Territorialização: porque há um território de abrangência definido, além de uma população adscrita, ou seja, um número determinado de famílias, para cada equipe; Trabalho em equipe multiprofissional: cada equipe do PSF é composta, no mínimo, por um médico - generalista, uma enfermeira, uma auxiliar ou técnica de enfermagem e de quatro a seis agentes comunitários de saúde (ACS).

Intersetorialialidade, ou seja, a resolução de problemas entre diferentes instâncias e serviços (segurança, educação, meio-ambiente) do município e o controle social.

A finalidade do PSF é propiciar o enfrentamento e a resolução de problemas identificados, pela articulação de saberes e práticas com diferenciados graus de complexidade tecnológica, integrando distintos campos do conhecimento e desenvolvendo habilidades e mudanças de atitudes nos profissionais envolvidos. Ao mesmo tempo, determina desafios para os profissionais e pessoal técnico, no enfrentamento do novo modelo, do mercado e das condições de trabalho. Trata-se de uma nova concepção de trabalho, uma nova forma de vínculo entre os usuários dos serviços de saúde e entre os membros de uma equipe, permitindo maior diversidade das ações (BRASIL, 2001a).

O Ministério da Saúde preconiza atribuições para cada um dos membros da Equipe Saúde da Família que são, em linhas gerais (BRASIL, 2000):

Enfermeiro: executar cuidados diretos de enfermagem, fazendo a indicação para a continuidade da assistência prestada; realizar consulta de enfermagem, solicitar exames complementares, prescrever/transcrever medicações; planejar, gerenciar, coordenar, executar e avaliar a Unidade de Saúde da Família; supervisão e coordenação das ações dos Agentes Comunitários de Saúde e de auxiliares de enfermagem.

Médico: realizar consultas e procedimentos na unidade e no domicílio; ações de assistência integral em todas as fases do ciclo de vida e a todos os gêneros.

Auxiliar ou técnico de enfermagem: realizar procedimentos de enfermagem dentro das suas competências técnicas e legais, nos diferentes ambientes, unidade e nos domicílios.

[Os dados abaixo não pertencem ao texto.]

impl MediaClockManager {
    pub fn new(directory: Arc<dyn DeviceDirectory>, network: Arc<dyn NetworkCommands>) -> Self {
        let subscription = directory.subscribe();
        let devices: BTreeSet<DeviceId> = directory.device_ids().into_iter().collect();
        let current = build_domain_model(directory.as_ref(), devices.iter().copied());
        let (events, _) = broadcast::channel(EVENT_CAPACITY);
        let defaults = ApplyConfig::default();
        Self {
            directory,
            network,
            devices,
            current,
            clock_domain: defaults.clock_domain_index,
            progress_granularity: defaults.progress_granularity,
            events,
            subscription,
        }
    }

    pub fn with_apply_config(mut self, config: &ApplyConfig) -> Self {
        self.clock_domain = config.clock_domain_index;
        self.progress_granularity = config.progress_granularity.clamp(1, 100);
        self
    }

    pub fn subscribe(&self) -> broadcast::Receiver<ManagerEvent> {
        self.events.subscribe()
    }

    /// Last computed model.
    pub fn current(&self) -> &DomainMapping {
        &self.current
    }

    pub fn known_devices(&self) -> impl Iterator<Item = DeviceId> + '_ {
        self.devices.iter().copied()
    }

    /// Master of `device` from the last snapshot. Does not resolve.
    pub fn get_media_clock_master(&self, device: DeviceId) -> MasterResolution {
        if !self.current.contains(device) {
            return MasterResolution::failed(ResolutionError::UnknownEntity);
        }
        MasterResolution {
            master: self.current.primary_master(device),
            error: self.current.error_of(device),
        }
    }

    /// Rebuild the model from the directory, notify about changed devices,
    /// and return the new model.
    pub fn create_media_clock_domain_model(&mut self) -> DomainMapping {
        self.refresh();
        self.current.clone()
    }

    /// Dry run: what applying `target` would do right now.
    pub fn plan_media_clock_domain_model(&mut self, target: &DomainMapping) -> TransitionPlan {
        let current = self.create_media_clock_domain_model();
        plan_transition_in_domain(self.directory.as_ref(), &current, target, self.clock_domain)
    }

    /// Drive the network from the current topology to `target`.
    ///
    /// Failures never abort the run; they are all in the returned
    /// [`ApplyInfo`]. Progress is broadcast after every phase.
    pub async fn apply_media_clock_domain_model(&mut self, target: &DomainMapping) -> ApplyInfo {
        let plan = self.plan_media_clock_domain_model(target);
        let phases = plan.phases.len();
        let commands = plan.command_count();

        tracing::info!(plan.phases = phases, plan.commands = commands, "Applying media clock domain model");

        let events = self.events.clone();
        let granularity = self.progress_granularity.max(1);
        let mut last_bucket = 0u8;
        let on_progress = move |progress: Progress| {
            let percent = progress.percent();
            let bucket = percent / granularity;
            if bucket > last_bucket {
                last_bucket = bucket;
                tracing::info!(
                    apply.completed = progress.completed,
                    apply.total = progress.total,
                    apply.percent = percent,
                    "Apply progress"
                );
            }
            let _ = events.send(ManagerEvent::ApplyProgress {
                completed: progress.completed,
                total: progress.total,
                percent,
            });
        };

        let errors = plan
            .into_sequential(self.directory.clone(), self.network.clone())
            .start(on_progress)
            .await;

        for (device, info) in errors.iter() {
            tracing::warn!(device.id = %device, error = %info, "Apply error");
        }

        let info = ApplyInfo { errors, phases, commands };
        let _ = self.events.send(ManagerEvent::ApplyFinished(info.clone()));
        info
    }

    /// React to one directory event.
    pub fn handle_event(&mut self, event: DirectoryEvent) {
        tracing::trace!(?event, "Directory event");
        match event {
            DirectoryEvent::DeviceOnline(device) => {
                self.devices.insert(device);
                self.refresh();
            }
            DirectoryEvent::DeviceOffline(device) => {
                self.devices.remove(&device);
                self.refresh();
            }
            DirectoryEvent::ControllerOffline => {
                self.devices.clear();
                self.refresh();
            }
            DirectoryEvent::StreamInputConnectionChanged { listener } => {
                if self.follows_clock_input(listener.device, listener.stream) {
                    self.refresh();
                }
            }
            DirectoryEvent::ClockSourceChanged { .. } => {
                self.refresh();
            }
            DirectoryEvent::DeviceNameChanged { device, name } => {
                let followers = devices_following_master(&self.current, device);
                if !followers.is_empty() {
                    tracing::debug!(master.id = %device, master.name = %name, followers = followers.len(), "Master renamed");
                    let _ = self.events.send(ManagerEvent::MasterNameChanged(followers));
                }
            }
        }
    }

    /// Handle every event already queued. Returns how many were handled.
    pub fn process_pending_events(&mut self) -> usize {
        let mut handled = 0;
        loop {
            match self.subscription.try_recv() {
                Ok(event) => {
                    self.handle_event(event);
                    handled += 1;
                }
                Err(TryRecvError::Lagged(skipped)) => {
                    tracing::warn!(skipped, "Directory events lagged, resyncing");
                    self.resync();
                }
                Err(TryRecvError::Empty) | Err(TryRecvError::Closed) => return handled,
            }
        }
    }

    /// Follow the directory until its event channel closes.
    pub async fn run(&mut self) {
        loop {
            match self.subscription.recv().await {
                Ok(event) => self.handle_event(event),
                Err(RecvError::Lagged(skipped)) => {
                    tracing::warn!(skipped, "Directory events lagged, resyncing");
                    self.resync();
                }
                Err(RecvError::Closed) => break,
            }
        }
        tracing::debug!("Directory subscription closed");
    }

    /// False for offline devices, devices without entity model support, and
    /// devices whose only input is the stream their clock follows.
    pub fn is_manageable(&self, device: DeviceId) -> bool {
        let Some(snapshot) = self.directory.device(device) else {
            return false;
        };
        if !snapshot.aem_supported {
            return false;
        }
        let Some(clock_input) = snapshot.active_clock_input() else {
            return true;
        };
        let groups: BTreeSet<StreamIndex> = snapshot
            .stream_inputs
            .keys()
            .filter_map(|stream| snapshot.input_group_of(*stream).into_iter().min())
            .collect();
        let clock_group = snapshot.input_group_of(clock_input).into_iter().min();
        !(groups.len() == 1 && groups.iter().next().copied() == clock_group)
    }

    /// True when a device of `model` carries a non clock-reference stream
    /// whose format rate differs from its target domain rate.
    pub fn is_conflicting_with_stream_formats(&self, model: &DomainMapping) -> bool {
        model.devices().any(|device| {
            let Some(rate) = model.primary_domain(device).and_then(|domain| domain.sampling_rate) else {
                return false;
            };
            let Some(snapshot) = self.directory.device(device) else {
                return false;
            };
            let inputs = snapshot.stream_inputs.values().map(|input| input.format);
            let outputs = snapshot.stream_outputs.values().map(|output| output.format);
            let conflict = inputs
                .chain(outputs)
                .filter(|format| !format.is_clock_reference())
                .any(|format| format.sampling_rate.is_some_and(|r| r != rate));
            if conflict {
                tracing::debug!(device.id = %device, %rate, "Stream format conflicts with domain rate");
            }
            conflict
        })
    }

    /// Whether `device` sees the same gPTP grandmasters as its clock master.
    pub fn check_gptp_in_sync(&self, device: DeviceId) -> bool {
        let Some(master) = self.current.primary_master(device) else {
            return false;
        };
        if master == device {
            return true;
        }
        match (self.directory.device(device), self.directory.device(master)) {
            (Some(member), Some(master)) => master
                .gptp_grandmasters
                .iter()
                .all(|gm| member.gptp_grandmasters.contains(gm)),
            _ => false,
        }
    }

    fn follows_clock_input(&self, device: DeviceId, stream: StreamIndex) -> bool {
        self.directory
            .device(device)
            .and_then(|snapshot| {
                let clock_input = snapshot.active_clock_input()?;
                Some(snapshot.input_group_of(clock_input).contains(&stream))
            })
            .unwrap_or(false)
    }

    fn resync(&mut self) {
        self.devices = self.directory.device_ids().into_iter().collect();
        self.refresh();
    }

    fn refresh(&mut self) -> Vec<DeviceId> {
        let next = build_domain_model(self.directory.as_ref(), self.devices.iter().copied());
        let changed = changed_devices(&self.current, &next);
        self.current = next;
        if !changed.is_empty() {
            tracing::debug!(changed = changed.len(), "Media clock connections updated");
            let _ = self.events.send(ManagerEvent::ConnectionsUpdated(changed.clone()));
        }
        changed
    }
}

Agente Comunitário de Saúde: realizar mapeamento de sua área; cadastramento das famílias, com atualização permanentemente através de visitas domiciliares mensais; identificação de indivíduos e famílias expostos a situações de risco.

As Equipes de Saúde da Família (ESF) trabalham com um número fixo de famílias: de 600 a 1.000, com o limite de 4.500 habitantes. Cada ACS cobre uma área de aproximadamente 20 a 250 famílias, dependendo da realidade geográfica, econômica e sociopolítica da área e seu acesso. A atuação das equipes ocorre, principalmente nas unidades básicas de saúde, nas residências e na mobilização da comunidade, caracterizando-se: como porta de entrada de um sistema hierarquizado e regionalizado de saúde; por intervir sobre os fatores de risco aos quais a

comunidade está exposta; por prestar assistência integral, permanente e de qualidade; por realizar atividades de educação e promoção da saúde (BRASIL, 2001a).